While Iran’s rigged presidential election isn’t scheduled until 18 June, it’s widely assumed that Ebrahim Raisi, the country’s current judiciary chief, will be the regime’s next president. Raisi was one of just seven candidates allowed to compete for election by the regime’s Guardian Council in May, out of nearly 600 who had registered.
The remaining six are minor figures. Their selection was made to give the impression of choice in a process that was really designed to install the supreme leader’s pick as the country’s second-highest official.
Ali Khamenei’s expressed desire for a future Raisi administration is part of a larger plan to consolidate power inside his regime. In 2019, Raisi took control of the court, allowing Khamenei to carry out his harsh tactics against Iran’s dissidents.
Khamenei directly chose him for the position, putting him in the position of potentially replacing any of the Guardian Council’s six judges, as well as six clerics nominated by Khamenei.

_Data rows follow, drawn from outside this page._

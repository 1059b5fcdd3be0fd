//! Upload validation helpers

/// Extensions accepted for uploaded scans.
pub const ALLOWED_EXTENSIONS: [&str; 3] = ["png", "jpg", "jpeg"];

/// Check whether `filename` carries an allowed image extension.
pub fn has_allowed_extension(filename: &str) -> bool {
    match filename.rsplit_once('.') {
        Some((_, ext)) => ALLOWED_EXTENSIONS.contains(&ext.to_ascii_lowercase().as_str()),
        None => false,
    }
}

/// Sanitize an uploaded filename for storage.
///
/// Keeps the final path component only, maps anything outside
/// `[A-Za-z0-9._-]` to `_` and strips leading dots. Returns `None` when
/// nothing usable remains.
pub fn sanitize_filename(filename: &str) -> Option<String> {
    let base = filename.rsplit(['/', '\\']).next().unwrap_or(filename);

    let cleaned: String = base
        .chars()
        .map(|c| {
            if c.is_ascii_alphanumeric() || matches!(c, '.' | '_' | '-') {
                c
            } else {
                '_'
            }
        })
        .collect();

    let cleaned = cleaned.trim_start_matches('.').to_string();

    if cleaned.is_empty() || cleaned.chars().all(|c| matches!(c, '.' | '_' | '-')) {
        None
    } else {
        Some(cleaned)
    }
}

#[cfg(test)]
mod tests {
    use super::*;

    #[test]
    fn test_allowed_extensions() {
        assert!(has_allowed_extension("scan.png"));
        assert!(has_allowed_extension("scan.jpg"));
        assert!(has_allowed_extension("scan.JPEG"));
        assert!(!has_allowed_extension("scan.gif"));
        assert!(!has_allowed_extension("scan"));
        assert!(!has_allowed_extension("scan.png.exe"));
    }

    #[test]
    fn test_sanitize_strips_path_components() {
        assert_eq!(sanitize_filename("../../etc/passwd").as_deref(), Some("passwd"));
        assert_eq!(sanitize_filename("C:\\scans\\brain.png").as_deref(), Some("brain.png"));
    }

    #[test]
    fn test_sanitize_flattens_unsafe_characters() {
        assert_eq!(sanitize_filename("my scan (1).png").as_deref(), Some("my_scan__1_.png"));
    }

    #[test]
    fn test_sanitize_strips_leading_dots() {
        assert_eq!(sanitize_filename(".hidden.png").as_deref(), Some("hidden.png"));
    }

    #[test]
    fn test_sanitize_rejects_empty_results() {
        assert_eq!(sanitize_filename(""), None);
        assert_eq!(sanitize_filename("..."), None);
        assert_eq!(sanitize_filename("///"), None);
    }
}
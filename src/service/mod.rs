//! Service layer module

pub mod scan_service;
pub mod types;

pub use scan_service::ScanService;
pub use types::*;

Despite Rouhani’s embrace of some Western policy tendencies as a possible harbinger of serious reform, the Iranian Opposition has consistently believed that no such reforms exist in the regime because the totalitarian system forbids them, and Rouhani was not a reformist as one of the regime’s high officials involved in 40 years of oppression. Because any candidate who has truly asked for reform has been barred from standing by the regime.
In the month leading up to Raisi’s first presidential run, public awareness of his part in the 1988 killing of political prisoners grew dramatically, and it became clear that Khamenei’s backing of him was an invitation for regime officials to concentrate a greater emphasis on violent repression.
In 1988, the regime’s founder, Ruhollah Khomeini, issued a fatwa declaring opponents of the theocratic system, especially members and sympathizers of the People’s Mujahedin of Iran (PMOI / MEK Iran), guilty of “enmity against God” and hence subject to public execution.
As a result, officials across the country organized “death commissions” and tasked them with interrogating political detainees about their political beliefs and affiliations in order to determine who truly cared about Iran’s future as a democratic state. Raisi, as a contributor to Tehran’s principal death commission, was responsible for many, if not all, of the 30,000 people murdered in a few months.
The Iranian people have had enough of supporting the lesser of two evils only to have “reformist” leaders confirm that their group is misnamed and involved in genocide and terrorism.
This viewpoint was extensively expressed in November 2019, when a nationwide movement, led by Raisi, took place in response to the regime’s ruthless repression. In the end, public opposition to the religious rule found a fresh outlet in February 2020, when the regime’s lowest voter turnout in its history was recorded during parliamentary elections.
Even now the regime’s state media is already predicting a boycott of the upcoming presidential election, which Resistance activists are actively encouraging every day.